Reproduce the records below word for word.

───── Input for this task

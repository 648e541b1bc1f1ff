use env_logger::{Builder, Env, Target};
use std::fs::File;
use std::path::Path;

/// Installs the global logger.
///
/// Records go to `log_file` when given (recreated on every start, then written
/// in order) and to stderr otherwise. `RUST_LOG` overrides the `info` default.
pub fn init(log_file: Option<&Path>) -> Result<(), Box<dyn std::error::Error>> {
    let mut builder = Builder::from_env(Env::default().default_filter_or("info"));

    if let Some(path) = log_file {
        let file = File::create(path)?;
        builder.target(Target::Pipe(Box::new(file)));
    }

    builder.try_init()?;
    Ok(())
}
//! Types shared between the arena server and its clients: the fixed-header
//! binary protocol and the replicated NetActor model.

pub mod actor;
pub mod protocol;

pub use actor::{Arena, Bolt, NetActor, Player, Transform};
pub use protocol::{Frame, Message, MessageKind, ProtocolError};

/// Width of the arena in world units. Bolts leaving `0..=WORLD_WIDTH` are despawned.
pub const WORLD_WIDTH: f32 = 2000.0;
/// Height of the arena in world units.
pub const WORLD_HEIGHT: f32 = 1000.0;

/// Length of the fixed header: payload length, kind tag and sender id.
pub const HEADER_LENGTH: usize = 4 + 1 + 16;
/// Largest datagram either side sends or expects to receive.
pub const PACKET_LENGTH: usize = 128;

/// Milliseconds without a heartbeat before a session is evicted.
pub const HEARTBEAT_TIMEOUT_MS: u64 = 5_000;
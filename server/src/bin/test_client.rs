use rand::Rng;
use shared::protocol::SpawnBolt;
use shared::{Frame, Message, PACKET_LENGTH, WORLD_HEIGHT, WORLD_WIDTH};
use std::net::SocketAddr;
use std::time::Duration;
use tokio::net::UdpSocket;
use tokio::time::{interval, timeout, Instant};
use uuid::Uuid;

/// Connects to a local server, fires a few bolts and prints what comes back.
#[tokio::main]
async fn main() -> Result<(), Box<dyn std::error::Error>> {
    let socket = UdpSocket::bind("0.0.0.0:0").await?;
    println!("Client socket bound to {}", socket.local_addr()?);

    let server_addr = "127.0.0.1:8080".parse::<SocketAddr>()?;
    let client_id = Uuid::new_v4();

    println!("Connecting to {} as {}", server_addr, client_id);
    socket
        .send_to(&Frame::new(client_id, Message::Connect).encode()?, server_addr)
        .await?;

    let mut buf = [0u8; PACKET_LENGTH];
    let (len, _) = timeout(Duration::from_secs(2), socket.recv_from(&mut buf)).await??;
    let handshake = Frame::decode(&buf[..len])?;
    if handshake.message != Message::ConnectHandshake || handshake.sender != client_id {
        println!("Expected CONNECT_HANDSHAKE but got: {:?}", handshake);
        return Ok(());
    }
    println!("Connection accepted with client ID: {}", handshake.sender);

    let mut rng = rand::thread_rng();
    let mut heartbeat = interval(Duration::from_millis(500));
    let mut trigger = interval(Duration::from_secs(1));
    let deadline = Instant::now() + Duration::from_secs(10);

    while Instant::now() < deadline {
        tokio::select! {
            _ = heartbeat.tick() => {
                socket
                    .send_to(&Frame::new(client_id, Message::Heartbeat).encode()?, server_addr)
                    .await?;
            }
            _ = trigger.tick() => {
                let spawn = SpawnBolt {
                    bolt_id: Uuid::new_v4(),
                    x: WORLD_WIDTH / 2.0,
                    y: WORLD_HEIGHT / 2.0,
                    rotation: rng.gen_range(0.0..360.0),
                    speed: rng.gen_range(100.0..400.0),
                };
                println!("Firing bolt {} at {:.0} degrees", spawn.bolt_id, spawn.rotation);
                socket
                    .send_to(&Frame::new(client_id, Message::SpawnBolt(spawn)).encode()?, server_addr)
                    .await?;
            }
            received = socket.recv_from(&mut buf) => {
                let (len, _) = received?;
                match Frame::decode(&buf[..len]) {
                    Ok(Frame { sender, message: Message::Update(update), .. }) => println!(
                        "  Bolt {} (shooter {}): pos=({:.1}, {:.1})",
                        update.bolt_id, sender, update.x, update.y
                    ),
                    Ok(frame) => println!("Received {:?} from {}", frame.kind(), frame.sender),
                    Err(e) => println!("Failed to decode datagram: {}", e),
                }
            }
        }
    }

    println!("Sending disconnect request");
    socket
        .send_to(&Frame::new(client_id, Message::Disconnect).encode()?, server_addr)
        .await?;

    println!("Test client finished");
    Ok(())
}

──────────

Solution below:
repository 648e541b1bc1f1ff
use env_logger::{Builder, Env, Target};
use std::fs::File;
use std::path::Path;

/// Installs the global logger.
///
/// Records go to `log_file` when given (recreated on every start, then written
/// in order) and to stderr otherwise. `RUST_LOG` overrides the `info` default.
pub fn init(log_file: Option<&Path>) -> Result<(), Box<dyn std::error::Error>> {
    let mut builder = Builder::from_env(Env::default().default_filter_or("info"));

    if let Some(path) = log_file {
        let file = File::create(path)?;
        builder.target(Target::Pipe(Box::new(file)));
    }

    builder.try_init()?;
    Ok(())
}
//! Types shared between the arena server and its clients: the fixed-header
//! binary protocol and the replicated NetActor model.

pub mod actor;
pub mod protocol;

pub use actor::{Arena, Bolt, NetActor, Player, Transform};
pub use protocol::{Frame, Message, MessageKind, ProtocolError};

/// Width of the arena in world units. Bolts leaving `0..=WORLD_WIDTH` are despawned.
pub const WORLD_WIDTH: f32 = 2000.0;
/// Height of the arena in world units.
pub const WORLD_HEIGHT: f32 = 1000.0;

/// Length of the fixed header: payload length, kind tag and sender id.
pub const HEADER_LENGTH: usize = 4 + 1 + 16;
/// Largest datagram either side sends or expects to receive.
pub const PACKET_LENGTH: usize = 128;

/// Milliseconds without a heartbeat before a session is evicted.
pub const HEARTBEAT_TIMEOUT_MS: u64 = 5_000;
filename server/src/bin/test_client.rs
use rand::Rng;
use shared::protocol::SpawnBolt;
use shared::{Frame, Message, PACKET_LENGTH, WORLD_HEIGHT, WORLD_WIDTH};
use std::net::SocketAddr;
use std::time::Duration;
use tokio::net::UdpSocket;
use tokio::time::{interval, timeout, Instant};
use uuid::Uuid;

/// Connects to a local server, fires a few bolts and prints what comes back.
#[tokio::main]
async fn main() -> Result<(), Box<dyn std::error::Error>> {
    let socket = UdpSocket::bind("0.0.0.0:0").await?;
    println!("Client socket bound to {}", socket.local_addr()?);

    let server_addr = "127.0.0.1:8080".parse::<SocketAddr>()?;
    let client_id = Uuid::new_v4();

    println!("Connecting to {} as {}", server_addr, client_id);
    socket
        .send_to(&Frame::new(client_id, Message::Connect).encode()?, server_addr)
        .await?;

    let mut buf = [0u8; PACKET_LENGTH];
    let (len, _) = timeout(Duration::from_secs(2), socket.recv_from(&mut buf)).await??;
    let handshake = Frame::decode(&buf[..len])?;
    if handshake.message != Message::ConnectHandshake || handshake.sender != client_id {
        println!("Expected CONNECT_HANDSHAKE but got: {:?}", handshake);
        return Ok(());
    }
    println!("Connection accepted with client ID: {}", handshake.sender);

    let mut rng = rand::thread_rng();
    let mut heartbeat = interval(Duration::from_millis(500));
    let mut trigger = interval(Duration::from_secs(1));
    let deadline = Instant::now() + Duration::from_secs(10);

    while Instant::now() < deadline {
        tokio::select! {
            _ = heartbeat.tick() => {
                socket
                    .send_to(&Frame::new(client_id, Message::Heartbeat).encode()?, server_addr)
                    .await?;
            }
            _ = trigger.tick() => {
                let spawn = SpawnBolt {
                    bolt_id: Uuid::new_v4(),
                    x: WORLD_WIDTH / 2.0,
                    y: WORLD_HEIGHT / 2.0,
                    rotation: rng.gen_range(0.0..360.0),
                    speed: rng.gen_range(100.0..400.0),
                };
                println!("Firing bolt {} at {:.0} degrees", spawn.bolt_id, spawn.rotation);
                socket
                    .send_to(&Frame::new(client_id, Message::SpawnBolt(spawn)).encode()?, server_addr)
                    .await?;
            }
            received = socket.recv_from(&mut buf) => {
                let (len, _) = received?;
                match Frame::decode(&buf[..len]) {
                    Ok(Frame { sender, message: Message::Update(update), .. }) => println!(
                        "  Bolt {} (shooter {}): pos=({:.1}, {:.1})",
                        update.bolt_id, sender, update.x, update.y
                    ),
                    Ok(frame) => println!("Received {:?} from {}", frame.kind(), frame.sender),
                    Err(e) => println!("Failed to decode datagram: {}", e),
                }
            }
        }
    }

    println!("Sending disconnect request");
    socket
        .send_to(&Frame::new(client_id, Message::Disconnect).encode()?, server_addr)
        .await?;

    println!("Test client finished");
    Ok(())
}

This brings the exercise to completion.